ハービー・ハンコックはマイルスの「Bitches Brew」には参加していないが、フュージョンの立役者の一人である。そして、その70年代の代表作がこのアルバムだ。ハンコックは、複雑なモダンジャズの曲を書く傍ら、シンプルなリズム&ブルースの曲を作るのもうまい。このアルバムではそうした彼のポップな作曲センスと、エレクトリック・ピアノやシンセサイザーへの興味と、ファンクバンドが生み出すグルーヴが混ざり合って独特のサウンドを生み出している。

 

 アルバムを聞き始めて最初に耳に飛び込んでくるのは、アープ・オデッセイ(シンセサイザー)で演奏されたファンキーなベースラインだ。

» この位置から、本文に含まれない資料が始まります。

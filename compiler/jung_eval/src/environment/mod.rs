//! Variable scoping for the interpreter.
//!
//! Uses a scope stack (not cloning): entering a block pushes a scope whose
//! parent is the current one, leaving it pops. The global scope sits at the
//! bottom and is shared by every call frame; each call frame gets its own
//! [`Environment`] from [`Environment::child`], so a function body sees its
//! parameters and globals but never its caller's locals.

use rustc_hash::FxHashMap;
use std::cell::{Ref, RefCell, RefMut};
use std::fmt;
use std::rc::Rc;

use crate::errors::{scope_overflow, EvalError};
use crate::value::Value;

/// Default bound on nested block scopes within one call frame.
pub const DEFAULT_MAX_SCOPE_DEPTH: usize = 256;

/// A single-threaded scope handle.
///
/// `#[repr(transparent)]` over `Rc<RefCell<T>>`; all scope allocations go
/// through [`LocalScope::new`].
#[repr(transparent)]
pub struct LocalScope<T>(Rc<RefCell<T>>);

impl<T> LocalScope<T> {
    #[inline]
    pub fn new(value: T) -> Self {
        LocalScope(Rc::new(RefCell::new(value)))
    }

    #[inline]
    pub fn borrow(&self) -> Ref<'_, T> {
        self.0.borrow()
    }

    #[inline]
    pub fn borrow_mut(&self) -> RefMut<'_, T> {
        self.0.borrow_mut()
    }
}

impl<T> Clone for LocalScope<T> {
    #[inline]
    fn clone(&self) -> Self {
        LocalScope(Rc::clone(&self.0))
    }
}

impl<T: fmt::Debug> fmt::Debug for LocalScope<T> {
    fn fmt(&self, f: &mut fmt::Formatter<'_>) -> fmt::Result {
        f.debug_tuple("LocalScope").field(&self.0).finish()
    }
}

impl<T: Default> Default for LocalScope<T> {
    fn default() -> Self {
        LocalScope::new(T::default())
    }
}

/// A single scope containing variable bindings.
#[derive(Debug, Default)]
pub struct Scope {
    bindings: FxHashMap<String, Value>,
    parent: Option<LocalScope<Scope>>,
}

impl Scope {
    pub fn new() -> Self {
        Scope::default()
    }

    pub fn with_parent(parent: LocalScope<Scope>) -> Self {
        Scope {
            bindings: FxHashMap::default(),
            parent: Some(parent),
        }
    }

    /// Bind `name` in this scope, shadowing any outer binding.
    #[inline]
    pub fn define(&mut self, name: &str, value: Value) {
        self.bindings.insert(name.to_string(), value);
    }

    /// Look up `name` here, then in each enclosing scope.
    pub fn lookup(&self, name: &str) -> Option<Value> {
        if let Some(value) = self.bindings.get(name) {
            return Some(value.clone());
        }
        self.parent.as_ref()?.borrow().lookup(name)
    }

    /// Apply `f` to the binding of `name` without cloning it.
    pub fn with_value<R>(&self, name: &str, f: impl FnOnce(&Value) -> R) -> Option<R> {
        if let Some(value) = self.bindings.get(name) {
            return Some(f(value));
        }
        self.parent.as_ref()?.borrow().with_value(name, f)
    }

    /// Mutate the nearest binding of `name` in place.
    pub fn with_value_mut<R>(&mut self, name: &str, f: impl FnOnce(&mut Value) -> R) -> Option<R> {
        if let Some(slot) = self.bindings.get_mut(name) {
            return Some(f(slot));
        }
        self.parent.as_ref()?.borrow_mut().with_value_mut(name, f)
    }

    /// True if this scope or an enclosing one binds `name`.
    pub fn contains(&self, name: &str) -> bool {
        self.bindings.contains_key(name)
            || self
                .parent
                .as_ref()
                .is_some_and(|parent| parent.borrow().contains(name))
    }

    /// Overwrite the nearest existing binding of `name`.
    ///
    /// Hands the value back when no scope binds `name`.
    pub fn assign_existing(&mut self, name: &str, value: Value) -> Result<(), Value> {
        if let Some(slot) = self.bindings.get_mut(name) {
            *slot = value;
            return Ok(());
        }
        match &self.parent {
            Some(parent) => parent.borrow_mut().assign_existing(name, value),
            None => Err(value),
        }
    }
}

/// Scope stack for one call frame.
pub struct Environment {
    /// Current scope at the top.
    scopes: Vec<LocalScope<Scope>>,
    /// Global scope, always at the bottom.
    global: LocalScope<Scope>,
    max_depth: usize,
}

impl Environment {
    pub fn new() -> Self {
        Self::with_max_depth(DEFAULT_MAX_SCOPE_DEPTH)
    }

    pub fn with_max_depth(max_depth: usize) -> Self {
        let global = LocalScope::new(Scope::new());
        Environment {
            scopes: vec![global.clone()],
            global,
            max_depth,
        }
    }

    /// Number of scopes on this frame's stack, global included.
    pub fn depth(&self) -> usize {
        self.scopes.len()
    }

    /// Push a block scope.
    pub fn push_scope(&mut self) -> Result<(), EvalError> {
        if self.scopes.len() >= self.max_depth {
            tracing::warn!(limit = self.max_depth, "scope overflow");
            return Err(scope_overflow(self.max_depth));
        }
        let parent = self.current_scope().clone();
        self.scopes.push(LocalScope::new(Scope::with_parent(parent)));
        Ok(())
    }

    /// Pop the innermost scope. The global scope is never popped.
    #[inline]
    pub fn pop_scope(&mut self) {
        if self.scopes.len() > 1 {
            self.scopes.pop();
        }
    }

    #[inline]
    fn current_scope(&self) -> &LocalScope<Scope> {
        self.scopes.last().unwrap_or(&self.global)
    }

    /// Define a variable in the innermost scope.
    #[inline]
    pub fn define(&mut self, name: &str, value: Value) {
        self.current_scope().borrow_mut().define(name, value);
    }

    #[inline]
    pub fn lookup(&self, name: &str) -> Option<Value> {
        self.current_scope().borrow().lookup(name)
    }

    /// True if any scope visible from this frame binds `name`.
    pub fn contains(&self, name: &str) -> bool {
        self.current_scope().borrow().contains(name)
    }

    pub fn with_value<R>(&self, name: &str, f: impl FnOnce(&Value) -> R) -> Option<R> {
        self.current_scope().borrow().with_value(name, f)
    }

    pub fn with_value_mut<R>(&mut self, name: &str, f: impl FnOnce(&mut Value) -> R) -> Option<R> {
        self.current_scope().borrow_mut().with_value_mut(name, f)
    }

    /// Reassign the nearest binding of `name`, or define it in the
    /// innermost scope when nothing binds it yet.
    pub fn assign(&mut self, name: &str, value: Value) {
        let unbound = self
            .current_scope()
            .borrow_mut()
            .assign_existing(name, value);
        if let Err(value) = unbound {
            self.define(name, value);
        }
    }

    /// Define a variable in the global scope.
    pub fn define_global(&mut self, name: &str, value: Value) {
        self.global.borrow_mut().define(name, value);
    }

    /// A fresh frame sharing only the global scope.
    #[must_use]
    pub fn child(&self) -> Self {
        let global = self.global.clone();
        Environment {
            scopes: vec![global.clone()],
            global,
            max_depth: self.max_depth,
        }
    }
}

impl Default for Environment {
    fn default() -> Self {
        Self::new()
    }
}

クラフトワークやYMOで聞いている人も多いだろうが、この時代に録音されたアナログ・シンセのサウンドはそれだけで一聴の価値がある。もう一つ、すぐにわかる特徴は(このアルバムを通しての特徴でもある)、ハンコックがファンク・ギターを模倣したラインをクラヴィネット(エレクトリック・ピアノ)で弾いていることだ。

 

 この曲(「Chameleon」)でハンコックは、シンセのサウンドを活かした効果音的なソロと、エレクトリック・ピアノを使ったジャズのソロの2つのソロをとっている。2つ目のソロは、曲のおおよそ真ん中にあたる8:30から始まる。シンセパッドをストリングスのような効果で使い、ベースもシンセからエレキベースに変えて、曲の前半とは違う音楽空間になっている。まるで、別々の曲がつなぎ合わされているかのようだ。ハンコックの2つ目のソロが終了した後、13:20から曲の最初に戻りサックスがソロをとり、そのままフェードアウトして終了する。

 

 2曲目の「Watermelon Man」はセルフカバーだ。ビール瓶の口に息を吹きかけ、パンパイプのようなサウンドでリフを演奏することから曲がスタートしている。ピグミー族の音楽にインスパイアされたということだ。アフロ・ファンクというジャンル(アフリカ人によって演奏されたファンク)というジャンルもあるくらい、ファンクとアフリカ音楽の親和性は高い。お互いに多数の楽器奏者による複雑なリズムの絡み合いでうねりを生み出すことを目的としていて、コード転回や歌詞といったものは飾りに過ぎない。この曲はシンコペートした(裏拍を強調した)ベースが中心となり、ビートがまとめられている。特に「Watermelon Man」のメロディを使う必要はなかったように思うが、そこはファンへの目くばせだったのだろう。かくいう僕も、最初に聞いたときには、「あ、この曲知っている」と思って少し嬉しくなった。

 

 スライ・ストーンへのオマージュであろう「Sly」という曲は、ハンコックらしい凝ったイントロとメロディを持った曲だが、中盤からはファンクビートの上で少しアウトな即興が繰り広げられる。僕にはそれが少し冗長に感じられて、あまり楽しめない。マイルスの「Bitches Brew」も同じような時間があるのだが、それを「冗長」とは感じない。あちらはより実験的で、「何かが起こるかもしれない」という期待が常にそこにある。まあ、もしかしたら単にベニー・モウピン(サックス)の演奏が好きではないだけかもしれないけど。

 

 アルバムは「Vein Melter」で終わる。スローな曲で、オーケストラの代替物としてのシンセの可能性を模索したアレンジになっている。70年代から今に至るまで、オーケストラの代替物としてシンセの利用はどんどん進んだので、現代の耳で聞くと面白さはあまりない。もちろん批判ではなく、こうした実験があってシンセやデジタル・ミュージックが発展していったのだから、功績は大きい。